╭─ DATASET

//! Notification streams
//!
//! Each accessor opens a fresh, independent subscription. Notifications
//! that arrived before the call are not replayed.

use crate::events::EventStream;
use crate::service::core::AnalysisService;
use dartanalysis_protocol::notifications::{
    AnalysisErrorsNotification, AnalysisHighlightsNotification, AnalysisNavigationNotification,
    AnalysisOutlineNotification, ServerConnectedNotification, ServerErrorNotification,
    ServerStatusNotification,
};

impl AnalysisService {
    /// `server.connected`: sent once when the server starts
    ///
    /// Subscribe before the server gets a chance to send it, i.e. right
    /// after launch, or it is missed.
    pub fn server_connected(&self) -> EventStream<ServerConnectedNotification> {
        self.subscribe()
    }

    /// `server.status`: analysis progress
    pub fn server_status(&self) -> EventStream<ServerStatusNotification> {
        self.subscribe()
    }

    /// `server.error`: internal server failures
    pub fn server_error(&self) -> EventStream<ServerErrorNotification> {
        self.subscribe()
    }

    /// `analysis.errors`: diagnostics per file
    pub fn analysis_errors(&self) -> EventStream<AnalysisErrorsNotification> {
        self.subscribe()
    }

    /// `analysis.highlights`
    pub fn analysis_highlights(&self) -> EventStream<AnalysisHighlightsNotification> {
        self.subscribe()
    }

    /// `analysis.navigation`
    pub fn analysis_navigation(&self) -> EventStream<AnalysisNavigationNotification> {
        self.subscribe()
    }

    /// `analysis.outline`
    pub fn analysis_outline(&self) -> EventStream<AnalysisOutlineNotification> {
        self.subscribe()
    }
}

#[cfg(test)]
mod tests {
    use crate::testing::RecordingTransport;
    use crate::AnalysisService;
    use dartanalysis_protocol::Topic;
    use futures::StreamExt;
    use std::sync::Arc;

    #[tokio::test]
    async fn test_each_accessor_subscribes_its_topic() {
        let service = AnalysisService::with_transport(Arc::new(RecordingTransport::new())).unwrap();

        assert_eq!(service.server_connected().topic(), Topic::ServerConnected);
        assert_eq!(service.server_status().topic(), Topic::ServerStatus);
        assert_eq!(service.server_error().topic(), Topic::ServerError);
        assert_eq!(service.analysis_errors().topic(), Topic::AnalysisErrors);
        assert_eq!(service.analysis_highlights().topic(), Topic::AnalysisHighlights);
        assert_eq!(service.analysis_navigation().topic(), Topic::AnalysisNavigation);
        assert_eq!(service.analysis_outline().topic(), Topic::AnalysisOutline);
    }

    #[tokio::test]
    async fn test_navigation_targets_resolve() {
        let transport = Arc::new(RecordingTransport::new());
        let service = AnalysisService::with_transport(transport.clone()).unwrap();
        let mut navigation = service.analysis_navigation();

        transport.inject_line(
            r#"{"event":"analysis.navigation","params":{
                "file":"/proj/a.dart",
                "regions":[{"offset":0,"length":4,"targets":[0]}],
                "targets":[{"kind":"CLASS","fileIndex":0,"offset":6,"length":3,"startLine":1,"startColumn":7}],
                "files":["/proj/b.dart"]}}"#,
        );

        let notification = navigation.next().await.unwrap().unwrap();
        let resolved: Vec<_> = notification.resolve(&notification.regions[0]).collect();
        assert_eq!(resolved.len(), 1);
        assert_eq!(resolved[0].0, "/proj/b.dart");
        assert_eq!(resolved[0].1.offset, 6);
    }
}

╰─

YOUR TASK:
Give back each entry exactly as it was written.

EXERCISE RESULT:
//! Notification streams
//!
//! Each accessor opens a fresh, independent subscription. Notifications
//! that arrived before the call are not replayed.

use crate::events::EventStream;
use crate::service::core::AnalysisService;
use dartanalysis_protocol::notifications::{
    AnalysisErrorsNotification, AnalysisHighlightsNotification, AnalysisNavigationNotification,
    AnalysisOutlineNotification, ServerConnectedNotification, ServerErrorNotification,
    ServerStatusNotification,
};

impl AnalysisService {
    /// `server.connected`: sent once when the server starts
    ///
    /// Subscribe before the server gets a chance to send it, i.e. right
    /// after launch, or it is missed.
    pub fn server_connected(&self) -> EventStream<ServerConnectedNotification> {
        self.subscribe()
    }

    /// `server.status`: analysis progress
    pub fn server_status(&self) -> EventStream<ServerStatusNotification> {
        self.subscribe()
    }

    /// `server.error`: internal server failures
    pub fn server_error(&self) -> EventStream<ServerErrorNotification> {
        self.subscribe()
    }

    /// `analysis.errors`: diagnostics per file
    pub fn analysis_errors(&self) -> EventStream<AnalysisErrorsNotification> {
        self.subscribe()
    }

    /// `analysis.highlights`
    pub fn analysis_highlights(&self) -> EventStream<AnalysisHighlightsNotification> {
        self.subscribe()
    }

    /// `analysis.navigation`
    pub fn analysis_navigation(&self) -> EventStream<AnalysisNavigationNotification> {
        self.subscribe()
    }

    /// `analysis.outline`
    pub fn analysis_outline(&self) -> EventStream<AnalysisOutlineNotification> {
        self.subscribe()
    }
}

#[cfg(test)]
mod tests {
    use crate::testing::RecordingTransport;
    use crate::AnalysisService;
    use dartanalysis_protocol::Topic;
    use futures::StreamExt;
    use std::sync::Arc;

    #[tokio::test]
    async fn test_each_accessor_subscribes_its_topic() {
        let service = AnalysisService::with_transport(Arc::new(RecordingTransport::new())).unwrap();

        assert_eq!(service.server_connected().topic(), Topic::ServerConnected);
        assert_eq!(service.server_status().topic(), Topic::ServerStatus);
        assert_eq!(service.server_error().topic(), Topic::ServerError);
        assert_eq!(service.analysis_errors().topic(), Topic::AnalysisErrors);
        assert_eq!(service.analysis_highlights().topic(), Topic::AnalysisHighlights);
        assert_eq!(service.analysis_navigation().topic(), Topic::AnalysisNavigation);
        assert_eq!(service.analysis_outline().topic(), Topic::AnalysisOutline);
    }

    #[tokio::test]
    async fn test_navigation_targets_resolve() {
        let transport = Arc::new(RecordingTransport::new());
        let service = AnalysisService::with_transport(transport.clone()).unwrap();
        let mut navigation = service.analysis_navigation();

        transport.inject_line(
            r#"{"event":"analysis.navigation","params":{
                "file":"/proj/a.dart",
                "regions":[{"offset":0,"length":4,"targets":[0]}],
                "targets":[{"kind":"CLASS","fileIndex":0,"offset":6,"length":3,"startLine":1,"startColumn":7}],
                "files":["/proj/b.dart"]}}"#,
        );

        let notification = navigation.next().await.unwrap().unwrap();
        let resolved: Vec<_> = notification.resolve(&notification.regions[0]).collect();
        assert_eq!(resolved.len(), 1);
        assert_eq!(resolved[0].0, "/proj/b.dart");
        assert_eq!(resolved[0].1.offset, 6);
    }
}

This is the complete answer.